→ What to work on:
Scan the records below and copy every line that contains the string "false".

____

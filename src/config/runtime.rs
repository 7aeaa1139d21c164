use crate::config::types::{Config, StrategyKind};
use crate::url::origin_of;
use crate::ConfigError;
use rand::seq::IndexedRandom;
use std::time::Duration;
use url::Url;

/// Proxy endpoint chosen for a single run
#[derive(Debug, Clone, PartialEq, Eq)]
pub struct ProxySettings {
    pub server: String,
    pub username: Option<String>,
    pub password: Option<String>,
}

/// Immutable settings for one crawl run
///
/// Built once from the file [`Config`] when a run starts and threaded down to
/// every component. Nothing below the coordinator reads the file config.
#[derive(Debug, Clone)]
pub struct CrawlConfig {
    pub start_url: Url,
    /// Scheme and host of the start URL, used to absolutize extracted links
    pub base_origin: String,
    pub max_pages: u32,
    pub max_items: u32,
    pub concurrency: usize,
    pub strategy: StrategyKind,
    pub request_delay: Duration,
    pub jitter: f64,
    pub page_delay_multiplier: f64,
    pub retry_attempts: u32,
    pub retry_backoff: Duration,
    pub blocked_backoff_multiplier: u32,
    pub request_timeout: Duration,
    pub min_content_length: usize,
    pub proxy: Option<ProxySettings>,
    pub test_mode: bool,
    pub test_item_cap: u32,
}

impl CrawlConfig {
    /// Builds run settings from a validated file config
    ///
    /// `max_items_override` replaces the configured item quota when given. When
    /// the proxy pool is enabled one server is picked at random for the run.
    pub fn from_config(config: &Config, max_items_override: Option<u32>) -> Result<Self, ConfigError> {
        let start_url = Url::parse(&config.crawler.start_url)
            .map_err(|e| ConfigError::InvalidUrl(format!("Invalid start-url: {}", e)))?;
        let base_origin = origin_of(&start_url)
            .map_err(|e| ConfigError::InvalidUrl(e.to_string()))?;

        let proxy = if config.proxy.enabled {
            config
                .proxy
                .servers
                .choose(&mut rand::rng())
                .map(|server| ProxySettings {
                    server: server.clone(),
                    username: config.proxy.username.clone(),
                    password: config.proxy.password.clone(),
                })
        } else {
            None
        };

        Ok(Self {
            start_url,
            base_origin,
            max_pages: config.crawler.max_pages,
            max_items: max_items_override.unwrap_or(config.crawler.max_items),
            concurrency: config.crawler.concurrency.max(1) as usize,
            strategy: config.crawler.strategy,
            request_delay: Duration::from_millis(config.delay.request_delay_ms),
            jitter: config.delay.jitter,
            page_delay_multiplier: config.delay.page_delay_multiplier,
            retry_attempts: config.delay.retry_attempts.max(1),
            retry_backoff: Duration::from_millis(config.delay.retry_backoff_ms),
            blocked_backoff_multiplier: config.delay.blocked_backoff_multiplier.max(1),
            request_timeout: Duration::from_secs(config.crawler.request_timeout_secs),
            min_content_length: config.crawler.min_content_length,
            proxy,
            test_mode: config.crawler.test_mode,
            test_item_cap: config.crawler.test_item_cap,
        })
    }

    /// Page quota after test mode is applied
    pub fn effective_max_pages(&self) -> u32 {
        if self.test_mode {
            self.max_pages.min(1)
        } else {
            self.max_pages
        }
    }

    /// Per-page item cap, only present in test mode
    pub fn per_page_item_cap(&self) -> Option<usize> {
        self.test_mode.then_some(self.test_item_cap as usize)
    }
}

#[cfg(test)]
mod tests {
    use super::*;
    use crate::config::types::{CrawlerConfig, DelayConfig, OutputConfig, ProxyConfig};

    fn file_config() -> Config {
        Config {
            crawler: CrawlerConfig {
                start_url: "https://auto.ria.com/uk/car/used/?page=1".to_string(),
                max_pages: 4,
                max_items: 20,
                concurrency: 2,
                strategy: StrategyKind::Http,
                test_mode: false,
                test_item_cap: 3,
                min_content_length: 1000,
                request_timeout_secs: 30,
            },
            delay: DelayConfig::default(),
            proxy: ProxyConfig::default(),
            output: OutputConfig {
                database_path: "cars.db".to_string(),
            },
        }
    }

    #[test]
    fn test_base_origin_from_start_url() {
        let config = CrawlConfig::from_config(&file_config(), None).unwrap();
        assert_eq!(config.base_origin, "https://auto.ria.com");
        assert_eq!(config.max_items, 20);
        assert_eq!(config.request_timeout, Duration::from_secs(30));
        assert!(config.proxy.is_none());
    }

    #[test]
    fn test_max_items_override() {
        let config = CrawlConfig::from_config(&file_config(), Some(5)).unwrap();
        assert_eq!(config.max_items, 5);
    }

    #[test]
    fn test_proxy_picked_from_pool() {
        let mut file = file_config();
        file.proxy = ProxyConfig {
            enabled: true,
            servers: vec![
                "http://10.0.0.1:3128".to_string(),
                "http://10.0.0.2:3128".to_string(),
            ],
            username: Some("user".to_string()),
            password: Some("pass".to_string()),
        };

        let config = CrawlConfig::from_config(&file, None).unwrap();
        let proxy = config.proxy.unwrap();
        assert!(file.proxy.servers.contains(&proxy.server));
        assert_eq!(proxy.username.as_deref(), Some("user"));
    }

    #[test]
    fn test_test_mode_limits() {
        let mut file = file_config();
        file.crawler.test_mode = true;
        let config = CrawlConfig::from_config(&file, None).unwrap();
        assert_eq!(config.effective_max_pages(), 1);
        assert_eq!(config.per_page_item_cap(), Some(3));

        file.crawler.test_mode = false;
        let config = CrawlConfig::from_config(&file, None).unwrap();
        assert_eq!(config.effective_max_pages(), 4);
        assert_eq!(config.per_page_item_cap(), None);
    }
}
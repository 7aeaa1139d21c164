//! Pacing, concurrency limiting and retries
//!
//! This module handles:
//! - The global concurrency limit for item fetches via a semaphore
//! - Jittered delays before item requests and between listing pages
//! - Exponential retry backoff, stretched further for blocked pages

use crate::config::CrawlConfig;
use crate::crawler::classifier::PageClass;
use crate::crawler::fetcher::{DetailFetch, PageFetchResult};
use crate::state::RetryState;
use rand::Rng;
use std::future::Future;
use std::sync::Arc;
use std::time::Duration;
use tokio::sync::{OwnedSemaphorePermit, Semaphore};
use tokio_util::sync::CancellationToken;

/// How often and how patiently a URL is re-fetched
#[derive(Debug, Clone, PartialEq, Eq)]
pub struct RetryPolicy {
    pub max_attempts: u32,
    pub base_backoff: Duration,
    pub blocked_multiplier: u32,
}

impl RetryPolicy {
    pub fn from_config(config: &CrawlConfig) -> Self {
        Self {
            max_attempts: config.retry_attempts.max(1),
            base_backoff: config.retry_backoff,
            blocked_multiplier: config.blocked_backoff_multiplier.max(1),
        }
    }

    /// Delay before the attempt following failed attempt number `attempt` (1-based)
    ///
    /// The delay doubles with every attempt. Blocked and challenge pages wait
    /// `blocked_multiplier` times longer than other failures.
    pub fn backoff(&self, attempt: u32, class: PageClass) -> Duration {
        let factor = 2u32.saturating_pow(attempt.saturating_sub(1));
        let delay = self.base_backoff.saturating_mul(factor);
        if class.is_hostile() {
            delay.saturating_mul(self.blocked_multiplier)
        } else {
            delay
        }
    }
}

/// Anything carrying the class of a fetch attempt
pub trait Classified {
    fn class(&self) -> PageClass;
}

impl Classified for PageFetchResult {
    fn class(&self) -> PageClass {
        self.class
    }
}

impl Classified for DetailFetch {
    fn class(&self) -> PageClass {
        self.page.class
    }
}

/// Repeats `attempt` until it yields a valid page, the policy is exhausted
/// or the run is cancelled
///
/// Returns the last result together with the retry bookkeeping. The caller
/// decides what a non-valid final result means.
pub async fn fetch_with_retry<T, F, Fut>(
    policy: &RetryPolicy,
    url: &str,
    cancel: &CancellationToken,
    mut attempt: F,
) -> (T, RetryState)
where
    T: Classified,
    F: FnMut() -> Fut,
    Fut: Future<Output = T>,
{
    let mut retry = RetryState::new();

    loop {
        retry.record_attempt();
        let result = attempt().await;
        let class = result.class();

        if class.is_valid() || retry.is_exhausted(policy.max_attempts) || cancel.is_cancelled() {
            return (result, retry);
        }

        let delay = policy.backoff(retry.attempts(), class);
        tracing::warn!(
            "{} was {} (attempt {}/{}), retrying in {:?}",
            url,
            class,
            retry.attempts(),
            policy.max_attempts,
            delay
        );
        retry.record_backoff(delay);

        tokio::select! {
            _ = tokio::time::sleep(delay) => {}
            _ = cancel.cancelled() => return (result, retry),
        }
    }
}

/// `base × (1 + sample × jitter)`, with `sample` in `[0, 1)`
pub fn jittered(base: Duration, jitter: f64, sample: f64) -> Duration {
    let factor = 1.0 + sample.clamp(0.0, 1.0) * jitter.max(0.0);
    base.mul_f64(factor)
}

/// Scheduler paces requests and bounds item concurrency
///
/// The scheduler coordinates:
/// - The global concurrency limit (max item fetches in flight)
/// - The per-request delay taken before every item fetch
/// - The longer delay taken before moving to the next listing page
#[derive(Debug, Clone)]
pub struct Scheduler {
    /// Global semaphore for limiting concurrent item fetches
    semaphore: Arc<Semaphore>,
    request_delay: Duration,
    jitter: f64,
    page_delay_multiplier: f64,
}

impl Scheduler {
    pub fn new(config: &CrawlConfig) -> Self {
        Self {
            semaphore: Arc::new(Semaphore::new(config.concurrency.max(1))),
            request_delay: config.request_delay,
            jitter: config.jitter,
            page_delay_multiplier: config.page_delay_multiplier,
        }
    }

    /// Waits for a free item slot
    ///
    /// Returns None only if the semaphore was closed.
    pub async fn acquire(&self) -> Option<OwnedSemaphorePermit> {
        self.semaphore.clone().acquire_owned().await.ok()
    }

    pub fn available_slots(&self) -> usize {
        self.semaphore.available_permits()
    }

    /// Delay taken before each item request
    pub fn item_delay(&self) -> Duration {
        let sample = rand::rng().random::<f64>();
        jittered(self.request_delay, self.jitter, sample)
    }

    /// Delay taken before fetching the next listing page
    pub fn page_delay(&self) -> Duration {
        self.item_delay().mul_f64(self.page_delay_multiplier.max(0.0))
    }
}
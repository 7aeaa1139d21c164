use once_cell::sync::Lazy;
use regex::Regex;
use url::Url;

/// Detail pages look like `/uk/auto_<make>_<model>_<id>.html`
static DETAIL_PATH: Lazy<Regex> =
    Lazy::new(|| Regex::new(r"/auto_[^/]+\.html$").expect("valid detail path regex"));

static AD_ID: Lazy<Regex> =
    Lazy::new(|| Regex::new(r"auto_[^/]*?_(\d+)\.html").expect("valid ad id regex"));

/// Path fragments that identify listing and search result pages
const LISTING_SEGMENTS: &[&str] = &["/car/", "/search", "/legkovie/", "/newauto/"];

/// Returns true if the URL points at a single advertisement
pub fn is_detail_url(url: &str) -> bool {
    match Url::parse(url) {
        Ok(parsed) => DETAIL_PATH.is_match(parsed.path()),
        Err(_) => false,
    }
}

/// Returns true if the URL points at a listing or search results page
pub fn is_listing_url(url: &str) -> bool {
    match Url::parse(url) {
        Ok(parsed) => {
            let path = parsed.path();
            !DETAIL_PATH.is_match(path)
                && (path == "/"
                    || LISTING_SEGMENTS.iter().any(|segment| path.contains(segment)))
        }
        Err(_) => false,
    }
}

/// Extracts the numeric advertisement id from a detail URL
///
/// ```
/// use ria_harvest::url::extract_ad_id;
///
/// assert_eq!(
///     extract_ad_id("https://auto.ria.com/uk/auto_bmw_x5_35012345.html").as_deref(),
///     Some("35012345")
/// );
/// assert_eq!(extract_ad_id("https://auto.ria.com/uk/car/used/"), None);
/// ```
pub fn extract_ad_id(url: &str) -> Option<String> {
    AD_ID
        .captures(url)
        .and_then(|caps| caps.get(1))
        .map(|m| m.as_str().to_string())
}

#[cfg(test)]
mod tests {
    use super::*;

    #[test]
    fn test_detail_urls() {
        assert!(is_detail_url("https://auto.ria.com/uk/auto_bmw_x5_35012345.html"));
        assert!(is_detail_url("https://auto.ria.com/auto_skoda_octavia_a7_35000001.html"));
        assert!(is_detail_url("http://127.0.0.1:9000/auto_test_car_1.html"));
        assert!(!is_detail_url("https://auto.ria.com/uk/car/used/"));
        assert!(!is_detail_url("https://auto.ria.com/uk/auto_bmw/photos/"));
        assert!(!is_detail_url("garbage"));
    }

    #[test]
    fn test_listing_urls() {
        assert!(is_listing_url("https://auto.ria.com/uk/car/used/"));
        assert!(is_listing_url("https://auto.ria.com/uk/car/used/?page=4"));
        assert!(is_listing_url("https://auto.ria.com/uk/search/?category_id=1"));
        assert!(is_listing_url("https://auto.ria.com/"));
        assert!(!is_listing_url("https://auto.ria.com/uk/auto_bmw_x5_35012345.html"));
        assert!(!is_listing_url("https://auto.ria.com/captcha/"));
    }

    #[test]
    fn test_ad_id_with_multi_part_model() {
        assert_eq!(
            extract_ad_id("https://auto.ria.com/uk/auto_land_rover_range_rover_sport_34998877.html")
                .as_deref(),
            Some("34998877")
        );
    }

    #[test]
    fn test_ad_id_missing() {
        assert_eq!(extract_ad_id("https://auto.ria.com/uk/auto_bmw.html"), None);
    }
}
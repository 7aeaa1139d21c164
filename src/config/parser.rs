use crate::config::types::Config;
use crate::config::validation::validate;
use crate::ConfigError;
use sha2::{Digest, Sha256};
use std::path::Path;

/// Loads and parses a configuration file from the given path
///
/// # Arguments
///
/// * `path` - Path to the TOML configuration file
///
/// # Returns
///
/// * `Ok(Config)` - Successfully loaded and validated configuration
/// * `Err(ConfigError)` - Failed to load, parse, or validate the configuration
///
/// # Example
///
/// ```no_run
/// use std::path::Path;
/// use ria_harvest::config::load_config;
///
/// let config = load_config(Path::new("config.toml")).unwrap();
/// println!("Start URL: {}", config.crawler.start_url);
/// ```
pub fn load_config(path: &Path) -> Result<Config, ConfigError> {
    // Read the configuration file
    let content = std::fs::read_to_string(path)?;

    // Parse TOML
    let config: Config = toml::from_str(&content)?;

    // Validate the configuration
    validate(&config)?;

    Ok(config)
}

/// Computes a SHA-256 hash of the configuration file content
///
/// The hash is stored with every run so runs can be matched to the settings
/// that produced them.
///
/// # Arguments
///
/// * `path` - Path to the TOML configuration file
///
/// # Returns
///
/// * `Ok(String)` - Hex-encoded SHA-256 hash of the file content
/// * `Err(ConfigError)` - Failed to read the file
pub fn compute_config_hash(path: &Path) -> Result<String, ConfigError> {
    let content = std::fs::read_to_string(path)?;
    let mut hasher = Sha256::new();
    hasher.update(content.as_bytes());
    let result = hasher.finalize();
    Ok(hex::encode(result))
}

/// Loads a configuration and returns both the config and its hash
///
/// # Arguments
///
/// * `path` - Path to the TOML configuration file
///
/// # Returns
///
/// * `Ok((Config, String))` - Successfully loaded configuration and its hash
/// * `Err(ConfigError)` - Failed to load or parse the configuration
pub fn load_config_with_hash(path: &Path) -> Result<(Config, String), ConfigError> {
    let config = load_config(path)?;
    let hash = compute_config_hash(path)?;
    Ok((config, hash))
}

____

→ Result of the task:
                test_mode: false,
        file.crawler.test_mode = false;
        Err(_) => false,
        Err(_) => false,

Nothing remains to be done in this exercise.